Records from a data source

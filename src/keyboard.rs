//! Keyboard emulation sink.
//!
//! Games without gamepad support are driven with held keys instead: stick
//! deflection past a threshold holds the steering key, trigger pressure
//! past a threshold holds throttle or brake, and buttons map onto bound
//! keys. Keys are only sent on a change of held state.

use crate::{
    input_sink::{clamp_axis, clamp_trigger, Button, InputSink},
    Error, Result,
};
use log::{debug, info, warn};
use serde::{Deserialize, Serialize};
use std::collections::{BTreeMap, BTreeSet, HashMap};
use x11rb::{
    connection::Connection,
    protocol::{
        xproto::{ConnectionExt as _, Window, KEY_PRESS_EVENT, KEY_RELEASE_EVENT},
        xtest::ConnectionExt as _,
    },
    rust_connection::RustConnection,
};

/// Something that can press and release keys by name
pub trait KeyEmitter {
    /// Press a key
    ///
    /// # Errors
    ///
    /// Returns an error if the key is unknown or cannot be injected
    fn key_down(&mut self, key: &str) -> Result<()>;

    /// Release a key
    ///
    /// # Errors
    ///
    /// Returns an error if the key is unknown or cannot be injected
    fn key_up(&mut self, key: &str) -> Result<()>;
}

/// Key names bound to each control
#[derive(Debug, Clone, PartialEq, Eq, Serialize, Deserialize)]
#[serde(default)]
pub struct KeyBindings {
    /// Held while steering left
    pub steer_left: String,
    /// Held while steering right
    pub steer_right: String,
    /// Held while the throttle trigger is pressed
    pub throttle: String,
    /// Held while the brake trigger is pressed
    pub brake: String,
    /// Keys for discrete buttons
    pub buttons: BTreeMap<Button, String>,
}

impl Default for KeyBindings {
    fn default() -> Self {
        Self {
            steer_left: "a".to_string(),
            steer_right: "d".to_string(),
            throttle: "w".to_string(),
            brake: "s".to_string(),
            buttons: BTreeMap::from([
                (Button::A, "return".to_string()),
                (Button::Y, "space".to_string()),
                (Button::Start, "escape".to_string()),
            ]),
        }
    }
}

/// Input sink that translates controller input into held keys
pub struct KeyboardEmulator<E: KeyEmitter> {
    emitter: E,
    bindings: KeyBindings,
    axis_threshold: f64,
    trigger_threshold: f64,
    held: BTreeSet<String>,
}

impl<E: KeyEmitter> KeyboardEmulator<E> {
    /// Create an emulator over an emitter
    pub fn new(emitter: E, bindings: KeyBindings, axis_threshold: f64, trigger_threshold: f64) -> Self {
        info!(
            "Keyboard emulation: steer {}/{}, throttle {}, brake {}",
            bindings.steer_left, bindings.steer_right, bindings.throttle, bindings.brake
        );
        Self {
            emitter,
            bindings,
            axis_threshold: axis_threshold.abs(),
            trigger_threshold: trigger_threshold.abs(),
            held: BTreeSet::new(),
        }
    }

    /// Keys currently held down
    pub fn held_keys(&self) -> impl Iterator<Item = &str> {
        self.held.iter().map(String::as_str)
    }

    fn set_held(&mut self, key: &str, down: bool) -> Result<()> {
        if key.is_empty() {
            return Ok(());
        }
        if down && !self.held.contains(key) {
            self.emitter.key_down(key)?;
            self.held.insert(key.to_string());
        } else if !down && self.held.remove(key) {
            self.emitter.key_up(key)?;
        }
        Ok(())
    }

    fn button_key(&self, button: Button) -> Option<String> {
        self.bindings.buttons.get(&button).cloned()
    }
}

impl<E: KeyEmitter> InputSink for KeyboardEmulator<E> {
    fn left_joystick(&mut self, x: f64, _y: f64) -> Result<()> {
        let x = clamp_axis(x);
        let (left, right) = (self.bindings.steer_left.clone(), self.bindings.steer_right.clone());
        // Lift before press so a reversal never holds both keys at once
        if x < -self.axis_threshold {
            self.set_held(&right, false)?;
            self.set_held(&left, true)
        } else if x > self.axis_threshold {
            self.set_held(&left, false)?;
            self.set_held(&right, true)
        } else {
            self.set_held(&left, false)?;
            self.set_held(&right, false)
        }
    }

    fn right_joystick(&mut self, _x: f64, _y: f64) -> Result<()> {
        Ok(())
    }

    fn left_trigger(&mut self, value: f64) -> Result<()> {
        let key = self.bindings.brake.clone();
        self.set_held(&key, clamp_trigger(value) > self.trigger_threshold)
    }

    fn right_trigger(&mut self, value: f64) -> Result<()> {
        let key = self.bindings.throttle.clone();
        self.set_held(&key, clamp_trigger(value) > self.trigger_threshold)
    }

    fn press_button(&mut self, button: Button) -> Result<()> {
        match self.button_key(button) {
            Some(key) => self.set_held(&key, true),
            None => {
                debug!("No key bound to {button:?}");
                Ok(())
            }
        }
    }

    fn release_button(&mut self, button: Button) -> Result<()> {
        match self.button_key(button) {
            Some(key) => self.set_held(&key, false),
            None => Ok(()),
        }
    }

    fn release(&mut self) -> Result<()> {
        let mut first_error = None;
        for key in std::mem::take(&mut self.held) {
            if let Err(e) = self.emitter.key_up(&key) {
                warn!("Failed to release key '{key}': {e}");
                first_error.get_or_insert(e);
            }
        }
        first_error.map_or(Ok(()), Err)
    }

    fn name(&self) -> &str {
        "keyboard"
    }
}

impl<E: KeyEmitter> Drop for KeyboardEmulator<E> {
    fn drop(&mut self) {
        if let Err(e) = self.release() {
            warn!("Failed to release keyboard emulator: {e}");
        }
    }
}

/// Resolve a key name to an X keysym
#[must_use]
pub fn keysym_for(name: &str) -> Option<u32> {
    let lower = name.to_ascii_lowercase();
    let mut chars = lower.chars();
    if let (Some(c), None) = (chars.next(), chars.next()) {
        return (c.is_ascii_graphic()).then_some(u32::from(c));
    }
    let keysym = match lower.as_str() {
        "space" => 0x0020,
        "escape" | "esc" => 0xff1b,
        "return" | "enter" => 0xff0d,
        "tab" => 0xff09,
        "backspace" => 0xff08,
        "shift" => 0xffe1,
        "ctrl" | "control" => 0xffe3,
        "alt" => 0xffe9,
        "left" => 0xff51,
        "up" => 0xff52,
        "right" => 0xff53,
        "down" => 0xff54,
        _ => {
            let n: u32 = lower.strip_prefix('f')?.parse().ok()?;
            return (1..=12).contains(&n).then(|| 0xffbe + n - 1);
        }
    };
    Some(keysym)
}

fn x11_error(e: impl std::fmt::Display) -> Error {
    Error::X11(e.to_string())
}

/// Key emitter injecting synthetic events through the X11 XTest extension
pub struct X11KeyEmitter {
    connection: RustConnection,
    root: Window,
    keycodes: HashMap<u32, u8>,
}

impl X11KeyEmitter {
    /// Connect to the X server and load its keyboard mapping
    ///
    /// # Errors
    ///
    /// Returns an error if the display cannot be opened, XTest is missing or
    /// the keyboard mapping cannot be read
    pub fn new() -> Result<Self> {
        info!("Initializing X11 keyboard emitter");

        let (connection, screen_num) =
            RustConnection::connect(None).map_err(|e| Error::X11(format!("Failed to connect to X11: {e}")))?;

        let root = connection
            .setup()
            .roots
            .get(screen_num)
            .ok_or_else(|| Error::X11("Failed to get screen".to_string()))?
            .root;

        let version = connection
            .xtest_get_version(2, 2)
            .map_err(x11_error)?
            .reply()
            .map_err(|e| Error::X11(format!("XTest extension unavailable: {e}")))?;
        debug!("XTest {}.{}", version.major_version, version.minor_version);

        let min_keycode = connection.setup().min_keycode;
        let max_keycode = connection.setup().max_keycode;
        let count = max_keycode.saturating_sub(min_keycode).saturating_add(1);
        let mapping = connection
            .get_keyboard_mapping(min_keycode, count)
            .map_err(x11_error)?
            .reply()
            .map_err(|e| Error::X11(format!("Failed to read keyboard mapping: {e}")))?;

        let per_keycode = usize::from(mapping.keysyms_per_keycode).max(1);
        let mut keycodes = HashMap::new();
        for (offset, syms) in mapping.keysyms.chunks(per_keycode).enumerate() {
            let Ok(offset) = u8::try_from(offset) else { break };
            let keycode = min_keycode.saturating_add(offset);
            for &sym in syms.iter().filter(|&&s| s != 0) {
                keycodes.entry(sym).or_insert(keycode);
            }
        }
        info!("Loaded {} keysyms from the X keyboard mapping", keycodes.len());

        Ok(Self { connection, root, keycodes })
    }

    fn keycode(&self, key: &str) -> Result<u8> {
        let keysym = keysym_for(key).ok_or_else(|| Error::InputSink(format!("Unknown key name '{key}'")))?;
        self.keycodes
            .get(&keysym)
            .copied()
            .ok_or_else(|| Error::InputSink(format!("Key '{key}' is not on the current keyboard layout")))
    }

    fn fake_key(&self, key: &str, event: u8) -> Result<()> {
        let keycode = self.keycode(key)?;
        self.connection
            .xtest_fake_input(event, keycode, x11rb::CURRENT_TIME, self.root, 0, 0, 0)
            .map_err(x11_error)?;
        self.connection
            .flush()
            .map_err(|e| Error::X11(format!("Failed to flush connection: {e}")))
    }
}

impl KeyEmitter for X11KeyEmitter {
    fn key_down(&mut self, key: &str) -> Result<()> {
        debug!("key down {key}");
        self.fake_key(key, KEY_PRESS_EVENT)
    }

    fn key_up(&mut self, key: &str) -> Result<()> {
        debug!("key up {key}");
        self.fake_key(key, KEY_RELEASE_EVENT)
    }
}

**Problem to solve:** Repeat the data word for word, starting at its first line and stopping after the line that contains "fn key_down(&mut self, key: &str) -> Result<()>;".

**Result of this task:**
filename src/keyboard.rs
//! Keyboard emulation sink.
//!
//! Games without gamepad support are driven with held keys instead: stick
//! deflection past a threshold holds the steering key, trigger pressure
//! past a threshold holds throttle or brake, and buttons map onto bound
//! keys. Keys are only sent on a change of held state.

use crate::{
    input_sink::{clamp_axis, clamp_trigger, Button, InputSink},
    Error, Result,
};
use log::{debug, info, warn};
use serde::{Deserialize, Serialize};
use std::collections::{BTreeMap, BTreeSet, HashMap};
use x11rb::{
    connection::Connection,
    protocol::{
        xproto::{ConnectionExt as _, Window, KEY_PRESS_EVENT, KEY_RELEASE_EVENT},
        xtest::ConnectionExt as _,
    },
    rust_connection::RustConnection,
};

/// Something that can press and release keys by name
pub trait KeyEmitter {
    /// Press a key
    ///
    /// # Errors
    ///
    /// Returns an error if the key is unknown or cannot be injected
    fn key_down(&mut self, key: &str) -> Result<()>;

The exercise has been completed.